"You hear them joking, yucking it up, and saying: 'Well, that was fun,'" says former police chief Kristen Ziman. "So that tells me that this is the culture. They're also wearing bodycams, which tells me that they have no accountability."
The Memphis Police Department announced on Monday it will be disbanding the Scorpion Unit.
That decision comes three days after MPD released a series of four gruesome videos depicting the fatal beating of Tyre Nichols.
Five members of the Scorpion Unit were charged with second-degree murder last week, and a sixth has now been relieved of his duties by the Memphis Police Department.
The department announced on Monday that Preston Hemphill has been relieved of duty pending investigation. Tadarrius Bean, Demetrius Haley, Emmitt Martin III, Desmond Mills Jr. and Justin Smith are charged with murder.

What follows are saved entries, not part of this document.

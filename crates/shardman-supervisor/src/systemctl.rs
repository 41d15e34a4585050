//! Low-level systemctl invocation and output parsing.

use std::collections::HashSet;

use shardman_core::CommandOutput;
use tokio::process::Command;
use tracing::{debug, instrument, warn};

/// Template unit prefix for shard units.
pub const UNIT_PREFIX: &str = "dontstarve@";
/// Unit suffix for shard units.
pub const UNIT_SUFFIX: &str = ".service";
/// Umbrella target that groups the whole fleet.
pub const UMBRELLA_TARGET: &str = "dontstarve.target";

/// Full unit name for a shard (`dontstarve@Master.service`).
pub fn unit_name(shard: &str) -> String {
    format!("{UNIT_PREFIX}{shard}{UNIT_SUFFIX}")
}

/// Extract the shard name from a template unit instance, if it is one.
pub fn shard_from_unit(unit: &str) -> Option<&str> {
    let instance = unit.strip_prefix(UNIT_PREFIX)?.strip_suffix(UNIT_SUFFIX)?;
    if instance.is_empty() {
        None
    } else {
        Some(instance)
    }
}

/// Run `systemctl --user` with the given arguments.
///
/// Never returns an error: a missing binary or spawn failure becomes a
/// failed [`CommandOutput`] with a diagnostic in stderr, matching how the
/// dashboard treats an unreachable supervisor (degrade, don't abort).
#[instrument(level = "debug", skip_all, fields(args = ?args))]
pub async fn run_systemctl(args: &[&str]) -> CommandOutput {
    let result = Command::new("systemctl")
        .arg("--user")
        .args(args)
        .output()
        .await;

    match result {
        Ok(output) => CommandOutput {
            success: output.status.success(),
            stdout: String::from_utf8_lossy(&output.stdout).trim().to_string(),
            stderr: String::from_utf8_lossy(&output.stderr).trim().to_string(),
        },
        Err(e) => {
            warn!(error = %e, "failed to invoke systemctl");
            CommandOutput::failed(format!("systemctl command not found or not runnable: {e}"))
        }
    }
}

/// Which membership set to query from the supervisor.
#[derive(Debug, Clone, Copy, PartialEq, Eq)]
pub enum MembershipKind {
    /// Units whose unit file is in the `enabled` state.
    Enabled,
    /// Units currently `active`.
    Running,
}

/// Query the set of shard names in the given membership state.
///
/// Any failure (tool missing, non-zero exit) degrades to the empty set; a
/// shard with no data simply renders as stopped/disabled.
#[instrument(level = "debug", skip_all, fields(kind = ?kind))]
pub async fn query_membership(kind: MembershipKind) -> HashSet<String> {
    let pattern = format!("{UNIT_PREFIX}*{UNIT_SUFFIX}");
    let output = match kind {
        MembershipKind::Running => {
            run_systemctl(&[
                "list-units",
                "--no-legend",
                &pattern,
                "--state",
                "active",
            ])
            .await
        }
        MembershipKind::Enabled => {
            run_systemctl(&["list-unit-files", "--no-legend", &pattern]).await
        }
    };

    if !output.success {
        warn!(kind = ?kind, stderr = %output.stderr, "membership query failed");
        return HashSet::new();
    }

    let members = match kind {
        MembershipKind::Running => parse_units(&output.stdout),
        MembershipKind::Enabled => parse_unit_files(&output.stdout, "enabled"),
    };
    debug!(kind = ?kind, count = members.len(), "membership query");
    members
}

/// Parse `list-units --no-legend` output into shard names.
///
/// The unit name is the first column; the state was already filtered by
/// `--state active`.
fn parse_units(stdout: &str) -> HashSet<String> {
    stdout
        .lines()
        .filter_map(|line| line.split_whitespace().next())
        .filter_map(shard_from_unit)
        .map(str::to_string)
        .collect()
}

/// Parse `list-unit-files --no-legend` output into shard names whose unit
/// file state matches `state` (second column).
fn parse_unit_files(stdout: &str, state: &str) -> HashSet<String> {
    stdout
        .lines()
        .filter_map(|line| {
            let mut parts = line.split_whitespace();
            let unit = parts.next()?;
            let unit_state = parts.next()?;
            if unit_state != state {
                return None;
            }
            shard_from_unit(unit)
        })
        .map(str::to_string)
        .collect()
}

#[cfg(test)]
mod tests {
    use super::*;

    #[test]
    fn test_unit_name_round_trip() {
        let unit = unit_name("Master");
        assert_eq!(unit, "dontstarve@Master.service");
        assert_eq!(shard_from_unit(&unit), Some("Master"));
    }

    #[test]
    fn test_shard_from_unit_rejects_foreign_units() {
        assert_eq!(shard_from_unit("nginx.service"), None);
        assert_eq!(shard_from_unit("dontstarve@.service"), None);
        assert_eq!(shard_from_unit("dontstarve@Caves"), None);
    }

    #[test]
    fn test_parse_units() {
        let stdout = "\
dontstarve@Master.service loaded active running Don't Starve shard Master
dontstarve@Caves.service  loaded active running Don't Starve shard Caves
other.service             loaded active running something else";
        let members = parse_units(stdout);
        assert_eq!(members.len(), 2);
        assert!(members.contains("Master"));
        assert!(members.contains("Caves"));
    }

    #[test]
    fn test_parse_unit_files_filters_state() {
        let stdout = "\
dontstarve@Master.service enabled  enabled
dontstarve@Caves.service  disabled enabled
dontstarve@.service       enabled  -";
        let members = parse_unit_files(stdout, "enabled");
        assert_eq!(members.len(), 1);
        assert!(members.contains("Master"));
    }

    #[test]
    fn test_parse_empty_output() {
        assert!(parse_units("").is_empty());
        assert!(parse_unit_files("", "enabled").is_empty());
    }
}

Hemphill did not travel to the second site after Nichols fled from officers and when asked why the MPD waited to announce the disciplinary actions taken against Hemphill. a spokesperson told Inside Edition: "The other 5 officers' names were announced when they were charged departmentally, then subsequently charged criminally. Officer Hemphill has not received departmental or criminal charges.
"As we have advised, the investigation is ongoing. Officer Hemphill’s name came out after it was heard in the video from the Tyre Nichols scene, that was released Friday evening. We are simply confirming that he is relieved of duty.”
All six officers belonged to the anti-crime Scorpion Unit, which had been set up to combat violent repeat offenders.
Nichols, a skateboarder on his way home from photographing the sunset, was not their usual target.
Kristen Ziman, a retired police chief from Aurora, Illinois, who was recently appointed by the Justice Department to serve on a nine-person panel of experts that will examine the Uvalde shooting, tells Inside Edition the officers' behavior is concerning right from the start.
"You hear them joking, yucking it up, and saying: 'Well, that was fun,'" says Ziman.
"So that tells me that this is the culture. They're also wearing bodycams, which tells me that they have no accountability and they're allowed to operate in that rogue fashion."
Things only get worse from there as New York Times reporter Anushka Patil points out, noting how Nichols was repeatedly asked to do things he was already doing or could not do.
"They really weren't interested in Mr. Nichols following any of those commands," says Patil.
"Those officers were creating an audio record to substantiate the use of force that was occurring."